The past few years have seen big hits in the form of Gravity ($55.7 million), Gone Girl ($37.5 million) and The Martian ($54.3 million) open on this weekend in October. Hollywood went with another popular novel adaptation this time in the form of The Girl on the Train.
The Girl on the Train is the number one movie on the weekend, but with a middling weekend of $24.7 million. Universal was hoping for a Gone Girl-like performance, but that had a few other things going for it that Girl on the Train did not despite being a bestseller. Namely, a notable director (it became David Fincher’s biggest hit ever), a top line star (Ben Affleck) and good reviews (88% at Rotten Tomatoes). Unfortunately, the director is something called Tate Taylor (who did direct The Help, to be fair), the lead actress is Emily Blunt (whose performance is getting rave reviews even if the movie is not, though she’s far from A-list) and it rates at just 44% Fresh over at Rotten Tomatoes. All that leaves you feeling like there’s been money left on the table.

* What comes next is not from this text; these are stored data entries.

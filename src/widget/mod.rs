//! Widget resolution: registry, build context, built-in builders.

pub mod build;
pub mod builtins;
pub mod registry;

pub use build::BuildContext;
pub use builtins::register_builtins;
pub use registry::{Builder, WidgetRegistry};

The saving grace for The Girl on the Train is its reported negative cost of just $45 million. It’ll make that back in North America without needing any of those international grosses we’ve become so fond of. With a B- CinemaScore, don’t expect much beyond that as a total, though.

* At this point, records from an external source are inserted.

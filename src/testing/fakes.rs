//! In-memory collaborators for tests.
//!
//! Every fake records what it was asked to do so tests can assert on effects
//! without a real navigator, auth service or network.

use std::collections::HashMap;
use std::sync::atomic::{AtomicUsize, Ordering};
use std::sync::{Arc, Mutex};
use std::time::Duration;

use async_trait::async_trait;
use serde_json::{json, Value};

use crate::action::{
    ActionKind, ActionObserver, AuthBackend, AuthError, Effects, FieldValidator, HttpMethod,
    Navigator, NetworkBackend, NetworkError, Phase, Response, Session, StepId, ValidationResult,
};
use crate::state::lock;

// ---------------------------------------------------------------------------
// RecordingNavigator
// ---------------------------------------------------------------------------

/// Records every `navigate(target, replace)` call.
#[derive(Debug, Default)]
pub struct RecordingNavigator {
    calls: Mutex<Vec<(String, bool)>>,
}

impl RecordingNavigator {
    pub fn new() -> Self {
        Self::default()
    }

    pub fn calls(&self) -> Vec<(String, bool)> {
        lock(&self.calls).clone()
    }

    /// Targets only, in call order.
    pub fn targets(&self) -> Vec<String> {
        lock(&self.calls).iter().map(|(t, _)| t.clone()).collect()
    }
}

impl Navigator for RecordingNavigator {
    fn navigate(&self, target: &str, replace: bool) {
        lock(&self.calls).push((target.to_owned(), replace));
    }
}

// ---------------------------------------------------------------------------
// FakeAuth
// ---------------------------------------------------------------------------

/// Accepts the credential pairs registered with [`FakeAuth::accept`]; rejects
/// everything else with [`AuthError::InvalidCredentials`].
#[derive(Debug, Default)]
pub struct FakeAuth {
    accounts: Mutex<HashMap<String, String>>,
    attempts: Mutex<Vec<String>>,
    logouts: AtomicUsize,
}

impl FakeAuth {
    pub fn new() -> Self {
        Self::default()
    }

    pub fn accept(&self, email: &str, password: &str) {
        lock(&self.accounts).insert(email.to_owned(), password.to_owned());
    }

    /// Emails of every login attempt, in order.
    pub fn attempts(&self) -> Vec<String> {
        lock(&self.attempts).clone()
    }

    pub fn logout_count(&self) -> usize {
        self.logouts.load(Ordering::SeqCst)
    }
}

#[async_trait]
impl AuthBackend for FakeAuth {
    async fn login(&self, email: &str, password: &str) -> Result<Session, AuthError> {
        lock(&self.attempts).push(email.to_owned());
        let accepted = lock(&self.accounts).get(email).is_some_and(|p| p == password);
        if accepted {
            Ok(Session {
                token: format!("token-{email}"),
                user: json!({"email": email}),
            })
        } else {
            Err(AuthError::InvalidCredentials)
        }
    }

    async fn logout(&self) {
        self.logouts.fetch_add(1, Ordering::SeqCst);
    }
}

// ---------------------------------------------------------------------------
// FakeNetwork
// ---------------------------------------------------------------------------

/// One request seen by [`FakeNetwork`].
#[derive(Debug, Clone, PartialEq)]
pub struct RecordedRequest {
    pub method: HttpMethod,
    pub endpoint: String,
    pub body: Option<Value>,
}

/// Answers by endpoint. Unconfigured endpoints get `200 {}`.
#[derive(Debug, Default)]
pub struct FakeNetwork {
    routes: Mutex<HashMap<String, Result<Response, NetworkError>>>,
    requests: Mutex<Vec<RecordedRequest>>,
    latency: Mutex<Option<Duration>>,
}

impl FakeNetwork {
    pub fn new() -> Self {
        Self::default()
    }

    pub fn respond(&self, endpoint: &str, response: Response) {
        lock(&self.routes).insert(endpoint.to_owned(), Ok(response));
    }

    pub fn fail(&self, endpoint: &str, error: NetworkError) {
        lock(&self.routes).insert(endpoint.to_owned(), Err(error));
    }

    /// Delay every answer by `latency` (uses `tokio::time::sleep`).
    pub fn set_latency(&self, latency: Duration) {
        *lock(&self.latency) = Some(latency);
    }

    pub fn requests(&self) -> Vec<RecordedRequest> {
        lock(&self.requests).clone()
    }

    pub fn request_count(&self) -> usize {
        lock(&self.requests).len()
    }
}

#[async_trait]
impl NetworkBackend for FakeNetwork {
    async fn request(
        &self,
        method: HttpMethod,
        endpoint: &str,
        body: Option<&Value>,
    ) -> Result<Response, NetworkError> {
        lock(&self.requests).push(RecordedRequest {
            method,
            endpoint: endpoint.to_owned(),
            body: body.cloned(),
        });
        let latency = *lock(&self.latency);
        if let Some(latency) = latency {
            tokio::time::sleep(latency).await;
        }
        lock(&self.routes)
            .get(endpoint)
            .cloned()
            .unwrap_or_else(|| Ok(Response::ok(json!({}))))
    }
}

// ---------------------------------------------------------------------------
// StaticValidator
// ---------------------------------------------------------------------------

/// Returns a fixed result per field; unconfigured fields are valid.
#[derive(Debug, Default)]
pub struct StaticValidator {
    results: Mutex<HashMap<String, ValidationResult>>,
    checked: Mutex<Vec<String>>,
}

impl StaticValidator {
    pub fn new() -> Self {
        Self::default()
    }

    pub fn set(&self, field_id: &str, result: ValidationResult) {
        lock(&self.results).insert(field_id.to_owned(), result);
    }

    /// Field ids validated so far, in order.
    pub fn checked(&self) -> Vec<String> {
        lock(&self.checked).clone()
    }
}

impl FieldValidator for StaticValidator {
    fn validate(&self, field_id: &str, _value: &str) -> ValidationResult {
        lock(&self.checked).push(field_id.to_owned());
        lock(&self.results)
            .get(field_id)
            .cloned()
            .unwrap_or_else(ValidationResult::valid)
    }
}

// ---------------------------------------------------------------------------
// CountingObserver
// ---------------------------------------------------------------------------

/// Records every step transition.
#[derive(Debug, Default)]
pub struct CountingObserver {
    transitions: Mutex<Vec<(StepId, ActionKind, Phase)>>,
}

impl CountingObserver {
    pub fn new() -> Self {
        Self::default()
    }

    pub fn transitions(&self) -> Vec<(StepId, ActionKind, Phase)> {
        lock(&self.transitions).clone()
    }

    pub fn count(&self, phase: Phase) -> usize {
        lock(&self.transitions)
            .iter()
            .filter(|(_, _, p)| *p == phase)
            .count()
    }

    /// Transitions into `Succeeded` or `Failed`.
    pub fn terminal_count(&self) -> usize {
        lock(&self.transitions)
            .iter()
            .filter(|(_, _, p)| p.is_terminal())
            .count()
    }
}

impl ActionObserver for CountingObserver {
    fn on_transition(&self, step: StepId, kind: ActionKind, phase: Phase) {
        lock(&self.transitions).push((step, kind, phase));
    }
}

// ---------------------------------------------------------------------------
// FakeEffects
// ---------------------------------------------------------------------------

/// One of each fake, kept typed so tests can configure and inspect them.
#[derive(Debug, Clone, Default)]
pub struct FakeEffects {
    pub navigator: Arc<RecordingNavigator>,
    pub auth: Arc<FakeAuth>,
    pub network: Arc<FakeNetwork>,
    pub validator: Arc<StaticValidator>,
}

impl FakeEffects {
    pub fn new() -> Self {
        Self::default()
    }

    /// The fakes as engine collaborators.
    pub fn effects(&self) -> Effects {
        Effects::new(
            Arc::clone(&self.navigator) as Arc<dyn Navigator>,
            Arc::clone(&self.auth) as Arc<dyn AuthBackend>,
            Arc::clone(&self.network) as Arc<dyn NetworkBackend>,
            Arc::clone(&self.validator) as Arc<dyn FieldValidator>,
        )
    }
}

#[cfg(test)]
mod tests {
    use super::*;

    #[test]
    fn auth_accepts_registered_pairs_only() {
        let auth = FakeAuth::new();
        auth.accept("a@b.c", "pw");
        assert!(tokio_test::block_on(auth.login("a@b.c", "pw")).is_ok());
        assert_eq!(
            tokio_test::block_on(auth.login("a@b.c", "nope")),
            Err(AuthError::InvalidCredentials)
        );
        assert_eq!(auth.attempts().len(), 2);
    }

    #[test]
    fn network_routes_and_records() {
        let net = FakeNetwork::new();
        net.respond("/x", Response::new(201, json!({"id": 1})));
        let res = tokio_test::block_on(net.request(HttpMethod::Post, "/x", None)).unwrap();
        assert_eq!(res.status, 201);
        let res = tokio_test::block_on(net.request(HttpMethod::Get, "/other", None)).unwrap();
        assert_eq!(res, Response::ok(json!({})));
        assert_eq!(net.request_count(), 2);
    }

    #[test]
    fn validator_defaults_to_valid() {
        let v = StaticValidator::new();
        v.set("email", ValidationResult::invalid("email", "required"));
        assert!(!v.validate("email", "").valid);
        assert!(v.validate("name", "").valid);
        assert_eq!(v.checked(), vec!["email", "name"]);
    }
}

Second place on the weekend goes to last weekend’s winner Miss Peregrine’s Home for Peculiar Children, directed by Tim Burton. It took a 48% hit to earn an estimated $15 million and gives it $51 million after 10 days in theaters. The young adult book adaptation reportedly cost $110 million to make, so it’ll need a lot of help from overseas audiences if it hopes to become a franchise.

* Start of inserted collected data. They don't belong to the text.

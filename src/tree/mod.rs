//! Widget trees: the parsed JSON input and the rendered output.
//!
//! - [`WidgetNode`]: lenient model of one JSON node (type, properties, children, events).
//! - [`Element`]: what a builder produces; event props are bound [`Trigger`](crate::render::Trigger)s.

pub mod element;
pub mod node;

pub use element::{Element, ElementStyle, PropValue, Props};
pub use node::{event_name, event_prop_key, WidgetNode, DEFAULT_EVENT_PREFIX, MALFORMED_NODE_TYPE};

Deepwater Horizon is in third for the weekend with $11.7 million, down about 42% from last weekend, giving it $38.5 million after two weekends in theaters. Still a weird real life event to make an action movie about, it’s the drawing power of Mark Wahlberg that is keeping it afloat so far. It also has a reported $110 million negative cost, which it won’t come close to. I’m not sure this will play well overseas given the subject matter, so the Lionsgate/Summit release is going to be a money loser when all is said and done here.
The Magnificent Seven remake is in fourth place with $9.1 million, down 41% from last weekend. Standing at $75.9 million after three weekends, it’s headed towards its $90 million budget before the end of its run, but I’m not sure there’s enough left in the tank to get it to $100 million. This places it straight into Denzel Washington’s box office wheelhouse; for such a consistent draw at least with openings, he’s only had a handful of $100 million earners. Sony was probably hoping for much more, but since foreign earnings will likely push it to profitability, they shouldn’t complain about it all that much.